A question- howcome it always seems that the unauthorized purchases are adult fare? :sure:


----------



## Scott Greczkowski (Mar 21, 2002)

Actually some of the bogus PPV Charges were for non adult stuff too (I think you only hear about the adult stuff because they wack you $10+ for an aduly movie.)

I had the movie Cats & Dogs on my bill a few months ago. Again checked my receivers and none of them could have ordered it, besides that I purchased the movie on DVD long before it ever came out on PPV.


----------



## DishDude1 (Apr 13, 2002)

Yes, someone can easily open the telephone box outside and plug a phone in, but remember the receiver is making the call and reporting that a movie was purchased on THAT receiver...so someone would need access to the receiver. HEY WAIT! Maybe someone got a dish remote and turned the tv and receiver on through the window and watched the XXX movies outside through the glass! If your tv is viewable from a window maybe you better close the blinds!


----------



## MarkA (Mar 23, 2002)

My aunt was charged for an access card I still believe (and told her I believed) THEY destroyed with an ECM. Even if they didn't - the card clearly says it's their property (therefore they should be responsible for failure). I would have fought it. She just said "whatever, my bill this month is still cheaper than cable". So you have to remember that some people are willing to take a lot of crud.


----------



## MarkA (Mar 23, 2002)

BTW, the card was $15 if I remember right. That should tell you how much cable here costs (almost $50 a month for basic digital I believe (missing many MAJOR channels such as VH1, Cartoon Network, MTV2, Food Network, etc...), plus a $8.something fee per extra receiver. At least it was a year or two ago)


----------



## Jacob S (Apr 14, 2002)

That is a good point, if they claim that the cards are theirs then we should not be responsible for them getting hit by these ecm's.

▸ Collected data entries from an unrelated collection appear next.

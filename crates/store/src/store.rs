//! The table store: positioned field access and structural updates over a
//! block-organized record table.
//!
//! # Example
//!
//! ```no_run
//! use pretable_store::{TableConfig, TableStore};
//!
//! let config = TableConfig::builder().record_size(16).build();
//! let table = TableStore::create("/var/lib/pretable", "nodes", config.clone())?;
//!
//! table.insert(0, &[0u8; 32])?;
//! table.write4(1, 0, 0xCAFE_BABE)?;
//! table.close()?;
//!
//! let table = TableStore::open("/var/lib/pretable", "nodes", config)?;
//! assert_eq!(table.read4(1, 0)?, 0xCAFE_BABE);
//! # Ok::<(), pretable_store::Error>(())
//! ```

use std::path::{Path, PathBuf};

use parking_lot::Mutex;

use crate::{
    backend::{BlockBackend, FileBackend, InMemoryBackend},
    block::{BlockAllocator, BufferPool, FieldWidth},
    config::TableConfig,
    error::{BlockId, Error, Pre, Result},
    index::{BlockIndex, IndexFile, Located},
};

/// File extension of the block data file.
pub const DATA_EXTENSION: &str = "tbl";

/// File extension of the sidecar index file.
pub const INDEX_EXTENSION: &str = "tbi";

/// Returns the data file and sidecar index paths of table `name` in `dir`.
pub fn table_paths(dir: impl AsRef<Path>, name: &str) -> (PathBuf, PathBuf) {
    let dir = dir.as_ref();
    (
        dir.join(format!("{name}.{DATA_EXTENSION}")),
        dir.join(format!("{name}.{INDEX_EXTENSION}")),
    )
}

/// A disk-resident table of fixed-width records addressed by position.
///
/// Generic over [`BlockBackend`]: use [`TableStore<FileBackend>`] for
/// production and [`TableStore<InMemoryBackend>`] for testing.
///
/// All operations take `&self` and are serialized by one instance-wide lock;
/// cursor position, buffer assignment and index shape are never observed
/// mid-change. Changes stay in memory until [`flush`](Self::flush) or
/// [`close`](Self::close).
pub struct TableStore<B: BlockBackend> {
    /// Open table state; `None` once closed.
    state: Mutex<Option<TableState<B>>>,
    /// Configuration the table was opened with.
    config: TableConfig,
    /// Label used in log events.
    label: String,
}

impl TableStore<FileBackend> {
    /// Creates an empty table named `name` in `dir`, replacing existing files.
    ///
    /// # Errors
    ///
    /// Returns [`Error::InvalidConfig`] if the configuration is unusable.
    /// Returns [`Error::Io`] if the files cannot be created.
    pub fn create(dir: impl AsRef<Path>, name: &str, config: TableConfig) -> Result<Self> {
        config.validate()?;
        let (data_path, index_path) = table_paths(dir, name);
        let backend = FileBackend::create(&data_path, &index_path, config.block_size)?;
        Self::create_with_backend(backend, config, data_path.display().to_string())
    }

    /// Opens the existing table `name` in `dir`.
    ///
    /// # Errors
    ///
    /// Returns [`Error::Io`] if either file cannot be opened or read.
    /// Returns [`Error::Corrupted`] if the sidecar index is truncated or
    /// inconsistent.
    pub fn open(dir: impl AsRef<Path>, name: &str, config: TableConfig) -> Result<Self> {
        config.validate()?;
        let (data_path, index_path) = table_paths(dir, name);
        let backend = FileBackend::open(&data_path, &index_path, config.block_size)?;
        Self::load(backend, config, data_path.display().to_string())
    }
}

impl TableStore<InMemoryBackend> {
    /// Creates an empty in-memory table.
    ///
    /// # Errors
    ///
    /// Returns [`Error::InvalidConfig`] if the configuration is unusable.
    pub fn open_in_memory(config: TableConfig) -> Result<Self> {
        config.validate()?;
        let backend = InMemoryBackend::with_block_size(config.block_size);
        Self::create_with_backend(backend, config, "memory".to_string())
    }
}
//! Buffer pool for the table store.
//!
//! Holds a handful of resident blocks. On a miss the slot after the current
//! one is reassigned (round-robin). A dirty slot is written back before the
//! requested block is read into it, and a block number is never resident in
//! more than one slot.

use super::Block;
use crate::{
    backend::BlockBackend,
    error::{BlockId, Result},
};

/// Fixed-capacity pool of block buffers with a current slot.
pub struct BufferPool {
    /// Buffer slots.
    buffers: Vec<Block>,
    /// Index of the current slot.
    current: usize,
    /// Requests served by a resident buffer.
    hits: u64,
    /// Requests that had to load a block from disk.
    misses: u64,
}

impl BufferPool {
    /// Creates a pool with `capacity` buffers of `block_size` bytes.
    pub fn new(capacity: usize, block_size: usize) -> Self {
        let capacity = capacity.max(1);
        Self {
            buffers: (0..capacity).map(|_| Block::new(block_size)).collect(),
            current: 0,
            hits: 0,
            misses: 0,
        }
    }

    /// Makes `block` the current buffer, loading it from `backend` if needed.
    ///
    /// Returns `true` if the block had to be read from disk and `false` if it
    /// was already resident.
    ///
    /// # Errors
    ///
    /// Returns an error if writing back the replaced buffer or reading the
    /// requested block fails. The pool is unchanged apart from a successful
    /// write-back having cleared the replaced buffer's dirty flag.
    pub fn cursor<B: BlockBackend>(&mut self, backend: &B, block: BlockId) -> Result<bool> {
        if let Some(slot) = self.find(block) {
            self.current = slot;
            self.hits += 1;
            return Ok(false);
        }

        let slot = self.victim();
        self.write_back(backend, slot)?;
        let data = backend.read_block(block)?;

        let buffer = &mut self.buffers[slot];
        buffer.data = data;
        buffer.id = Some(block);
        buffer.dirty = false;
        self.current = slot;
        self.misses += 1;
        Ok(true)
    }

    /// Makes a zeroed buffer for the newly allocated `block` current.
    ///
    /// The buffer starts dirty so the block reaches the data file on flush
    /// even if nothing else is written to it.
    ///
    /// # Errors
    ///
    /// Returns an error if writing back the replaced buffer fails.
    pub fn assign_new<B: BlockBackend>(&mut self, backend: &B, block: BlockId) -> Result<()> {
        debug_assert!(self.find(block).is_none(), "block {block} already resident");

        let slot = self.victim();
        self.write_back(backend, slot)?;

        let buffer = &mut self.buffers[slot];
        buffer.data.fill(0);
        buffer.id = Some(block);
        buffer.dirty = true;
        self.current = slot;
        Ok(())
    }

    /// Drops `block` from the pool without writing it back.
    pub fn discard(&mut self, block: BlockId) {
        if let Some(slot) = self.find(block) {
            let buffer = &mut self.buffers[slot];
            buffer.id = None;
            buffer.dirty = false;
        }
    }

    /// Returns the current buffer.
    pub fn current(&self) -> &Block {
        &self.buffers[self.current]
    }

    /// Returns the current buffer for modification.
    pub fn current_mut(&mut self) -> &mut Block {
        &mut self.buffers[self.current]
    }

    /// Returns every buffer slot.
    pub fn all(&self) -> &[Block] {
        &self.buffers
    }

    /// Writes all dirty buffers to `backend`.
    ///
    /// Returns the number of buffers written.
    ///
    /// # Errors
    ///
    /// Returns the first write error; buffers written before it are clean.
    pub fn flush<B: BlockBackend>(&mut self, backend: &B) -> Result<usize> {
        let mut written = 0;
        for slot in 0..self.buffers.len() {
            if self.buffers[slot].dirty {
                self.write_back(backend, slot)?;
                written += 1;
            }
        }
        Ok(written)
    }

    /// Returns pool statistics.
    pub fn stats(&self) -> PoolStats {
        PoolStats {
            capacity: self.buffers.len(),
            resident: self.buffers.iter().filter(|b| b.id.is_some()).count(),
            dirty: self.buffers.iter().filter(|b| b.dirty).count(),
            hits: self.hits,
            misses: self.misses,
        }
    }

    fn find(&self, block: BlockId) -> Option<usize> {
        let len = self.buffers.len();
        (0..len).map(|i| (self.current + i) % len).find(|&slot| self.buffers[slot].id == Some(block))
    }

    fn victim(&self) -> usize {
        (self.current + 1) % self.buffers.len()
    }

    fn write_back<B: BlockBackend>(&mut self, backend: &B, slot: usize) -> Result<()> {
        let buffer = &mut self.buffers[slot];
        if let (true, Some(id)) = (buffer.dirty, buffer.id) {
            backend.write_block(id, &buffer.data)?;
            buffer.dirty = false;
        }
        Ok(())
    }
}

/// Buffer pool statistics.
#[derive(Debug, Clone)]
pub struct PoolStats {
    /// Number of buffer slots.
    pub capacity: usize,
    /// Slots currently holding a block.
    pub resident: usize,
    /// Slots with unwritten changes.
    pub dirty: usize,
    /// Requests served without I/O.
    pub hits: u64,
    /// Requests that loaded a block.
    pub misses: u64,
}
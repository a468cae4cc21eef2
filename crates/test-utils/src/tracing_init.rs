//! Test logging setup.

use tracing_subscriber::{EnvFilter, fmt};

/// Installs a `fmt` subscriber writing through the test harness.
///
/// Honors `RUST_LOG` (default `warn`). Safe to call from every test; only
/// the first call installs the subscriber.
pub fn init_tracing() {
    let filter = EnvFilter::try_from_default_env().unwrap_or_else(|_| EnvFilter::new("warn"));
    let _ = fmt().with_env_filter(filter).with_test_writer().try_init();
}
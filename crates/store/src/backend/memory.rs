//! In-memory storage backend for testing.

use std::{
    collections::HashMap,
    io,
    sync::atomic::{AtomicBool, Ordering},
};

use parking_lot::RwLock;

use super::BlockBackend;
use crate::{
    config::DEFAULT_BLOCK_SIZE,
    error::{BlockId, Error, Result},
};

/// In-memory storage backend for testing.
///
/// All data is stored in memory and lost when the backend is dropped.
/// Writes can be made to fail on demand to exercise error propagation.
pub struct InMemoryBackend {
    /// The serialized sidecar index.
    index: RwLock<Vec<u8>>,
    /// Blocks indexed by block number.
    blocks: RwLock<HashMap<BlockId, Vec<u8>>>,
    /// Block size in bytes.
    block_size: usize,
    /// When set, every write returns an I/O error.
    fail_writes: AtomicBool,
}

impl InMemoryBackend {
    /// Create a new in-memory backend with default block size.
    pub fn new() -> Self {
        Self::with_block_size(DEFAULT_BLOCK_SIZE)
    }

    /// Create a new in-memory backend with specified block size.
    pub fn with_block_size(block_size: usize) -> Self {
        Self {
            index: RwLock::new(Vec::new()),
            blocks: RwLock::new(HashMap::new()),
            block_size,
            fail_writes: AtomicBool::new(false),
        }
    }

    /// Number of blocks written so far.
    pub fn block_count(&self) -> usize {
        self.blocks.read().len()
    }

    /// Copy of the persisted sidecar index.
    pub fn index_bytes(&self) -> Vec<u8> {
        self.index.read().clone()
    }

    /// Makes subsequent writes fail (or succeed again).
    pub fn fail_writes(&self, fail: bool) {
        self.fail_writes.store(fail, Ordering::SeqCst);
    }

    fn check_writable(&self) -> Result<()> {
        if self.fail_writes.load(Ordering::SeqCst) {
            return Err(io::Error::other("injected write failure").into());
        }
        Ok(())
    }
}

impl Default for InMemoryBackend {
    fn default() -> Self {
        Self::new()
    }
}

impl BlockBackend for InMemoryBackend {
    fn read_index(&self) -> Result<Vec<u8>> {
        Ok(self.index.read().clone())
    }

    fn write_index(&self, bytes: &[u8]) -> Result<()> {
        self.check_writable()?;
        *self.index.write() = bytes.to_vec();
        Ok(())
    }

    fn read_block(&self, block: BlockId) -> Result<Vec<u8>> {
        let blocks = self.blocks.read();
        match blocks.get(&block) {
            Some(data) => Ok(data.clone()),
            None => Ok(vec![0u8; self.block_size]),
        }
    }

    fn write_block(&self, block: BlockId, data: &[u8]) -> Result<()> {
        if data.len() != self.block_size {
            return Err(Error::Corrupted {
                reason: format!(
                    "Invalid block data size: {} (expected {})",
                    data.len(),
                    self.block_size
                ),
            });
        }
        self.check_writable()?;

        self.blocks.write().insert(block, data.to_vec());
        Ok(())
    }

    fn sync(&self) -> Result<()> {
        Ok(())
    }

    fn block_size(&self) -> usize {
        self.block_size
    }
}
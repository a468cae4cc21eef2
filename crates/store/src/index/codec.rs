//! Sidecar index file format.
//!
//! ```text
//! [nr_blocks][index_size][count][index_size × first_pre][index_size × block]
//! ```
//!
//! Every value is a variable-length unsigned integer. The two top bits of the
//! first byte select the encoded length; the remaining bits and bytes hold
//! the value big-endian:
//!
//! | Tag  | Bytes | Range                 |
//! |------|-------|-----------------------|
//! | `00` | 1     | `0..=0x3F`            |
//! | `01` | 2     | `..=0x3FFF`           |
//! | `10` | 4     | `..=0x3FFF_FFFF`      |
//! | `11` | 1 + 8 | full `u64`            |

use std::{
    collections::HashSet,
    io::{self, Cursor, Read},
};

use byteorder::{BigEndian, ReadBytesExt};

use super::BlockIndex;
use crate::error::{BlockId, Error, Pre, Result};

/// Decoded contents of the sidecar index file.
#[derive(Debug, Clone, Default, PartialEq, Eq)]
pub struct IndexFile {
    /// Number of blocks ever allocated in the data file.
    pub nr_blocks: BlockId,
    /// Number of records in the table.
    pub count: Pre,
    /// First position of each live block.
    pub first_pres: Vec<Pre>,
    /// Block number of each live block.
    pub blocks: Vec<BlockId>,
}

impl IndexFile {
    /// Captures the persistent state of an index.
    pub fn from_index(index: &BlockIndex, count: Pre, nr_blocks: BlockId) -> Self {
        Self {
            nr_blocks,
            count,
            first_pres: index.first_pres().to_vec(),
            blocks: index.blocks().to_vec(),
        }
    }

    /// Serializes the index file.
    pub fn encode(&self) -> Vec<u8> {
        let mut buf = Vec::with_capacity(3 + 4 * (self.first_pres.len() + self.blocks.len()));
        write_num(&mut buf, self.nr_blocks);
        write_num(&mut buf, self.first_pres.len() as u64);
        write_num(&mut buf, self.count);
        for &pre in &self.first_pres {
            write_num(&mut buf, pre);
        }
        for &block in &self.blocks {
            write_num(&mut buf, block);
        }
        buf
    }

    /// Parses and validates an index file.
    ///
    /// # Errors
    ///
    /// Returns [`Error::Corrupted`] if the bytes are truncated, carry trailing
    /// data, or describe an inconsistent index.
    pub fn decode(bytes: &[u8]) -> Result<Self> {
        let mut cursor = Cursor::new(bytes);

        let nr_blocks = read_num(&mut cursor, "block count")?;
        let index_size = read_num(&mut cursor, "index size")?;
        let count = read_num(&mut cursor, "record count")?;

        if index_size > nr_blocks {
            return Err(Error::Corrupted {
                reason: format!("index size {index_size} exceeds block count {nr_blocks}"),
            });
        }
        // Every value takes at least one byte; reject sizes the input cannot hold.
        let remaining = bytes.len() as u64 - cursor.position();
        if index_size.saturating_mul(2) > remaining {
            return Err(Error::Corrupted {
                reason: format!("index size {index_size} exceeds remaining {remaining} bytes"),
            });
        }

        let size = index_size as usize;
        let first_pres = (0..size)
            .map(|_| read_num(&mut cursor, "first pre"))
            .collect::<Result<Vec<_>>>()?;
        let blocks = (0..size)
            .map(|_| read_num(&mut cursor, "block number"))
            .collect::<Result<Vec<_>>>()?;

        if cursor.position() != bytes.len() as u64 {
            return Err(Error::Corrupted {
                reason: format!(
                    "{} trailing bytes after index",
                    bytes.len() as u64 - cursor.position()
                ),
            });
        }

        let file = Self { nr_blocks, count, first_pres, blocks };
        file.validate()?;
        Ok(file)
    }

    fn validate(&self) -> Result<()> {
        let corrupted = |reason: String| Err(Error::Corrupted { reason });

        match self.first_pres.first() {
            None if self.count != 0 => {
                return corrupted(format!("no blocks for {} records", self.count));
            }
            Some(&first) if first != 0 => {
                return corrupted(format!("first block starts at {first}"));
            }
            _ => {}
        }
        if self.first_pres.windows(2).any(|w| w[0] >= w[1]) {
            return corrupted("firstPre values not strictly increasing".to_string());
        }
        if let Some(&last) = self.first_pres.last() {
            if last >= self.count {
                return corrupted(format!(
                    "last block starts at {last} beyond count {}",
                    self.count
                ));
            }
        }

        let mut seen = HashSet::with_capacity(self.blocks.len());
        for &block in &self.blocks {
            if block >= self.nr_blocks {
                return corrupted(format!("block {block} beyond block count {}", self.nr_blocks));
            }
            if !seen.insert(block) {
                return corrupted(format!("block {block} referenced twice"));
            }
        }
        Ok(())
    }

    /// Converts into the in-memory index.
    ///
    /// # Errors
    ///
    /// Returns [`Error::Corrupted`] if the arrays differ in length.
    pub fn into_index(self) -> Result<BlockIndex> {
        BlockIndex::from_parts(self.first_pres, self.blocks)
    }
}

fn write_num(buf: &mut Vec<u8>, value: u64) {
    if value <= 0x3F {
        buf.push(value as u8);
    } else if value <= 0x3FFF {
        buf.extend_from_slice(&(value as u16 | 0x4000).to_be_bytes());
    } else if value <= 0x3FFF_FFFF {
        buf.extend_from_slice(&(value as u32 | 0x8000_0000).to_be_bytes());
    } else {
        buf.push(0xC0);
        buf.extend_from_slice(&value.to_be_bytes());
    }
}

fn read_num(cursor: &mut Cursor<&[u8]>, field: &str) -> Result<u64> {
    read_num_raw(cursor).map_err(|e| match e.kind() {
        io::ErrorKind::UnexpectedEof => {
            Error::Corrupted { reason: format!("truncated index: missing {field}") }
        }
        _ => Error::Io { source: e },
    })
}

fn read_num_raw(reader: &mut impl Read) -> io::Result<u64> {
    let first = reader.read_u8()?;
    let low = u64::from(first & 0x3F);
    Ok(match first >> 6 {
        0 => low,
        1 => (low << 8) | u64::from(reader.read_u8()?),
        2 => (low << 24) | u64::from(reader.read_u24::<BigEndian>()?),
        _ => reader.read_u64::<BigEndian>()?,
    })
}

Does DirecTv now require that all smart cards be shipped back when your service is shut off?


----------



## Jacob S (Apr 14, 2002)

If it was called in using the phone then there would be an extra charge of $1 for calling it in by phone, did that show up on the bill or did it show up like it came from the receiver?


----------



## AllieVi (Apr 10, 2002)

> _Originally posted by DishDude1 _
> *Yes, someone can easily open the telephone box outside and plug a phone in, but remember the receiver is making the call and reporting that a movie was purchased on THAT receiver...so someone would need access to the receiver. HEY WAIT! Maybe someone got a dish remote and turned the tv and receiver on through the window and watched the XXX movies outside through the glass! If your tv is viewable from a window maybe you better close the blinds! *


I've never ordered anything via the remote or a phone call, so I may not fully understand the situation. I thought ordering by phone was independent of any specific receiver ID and ordering this way authorizes all receivers on the account to view the show. No receiver-to-phone connection is involved.

I suspect a "friend" of Scott was in his house and ordered the event. It could have been a friendly prank to embarass when the bill arrived.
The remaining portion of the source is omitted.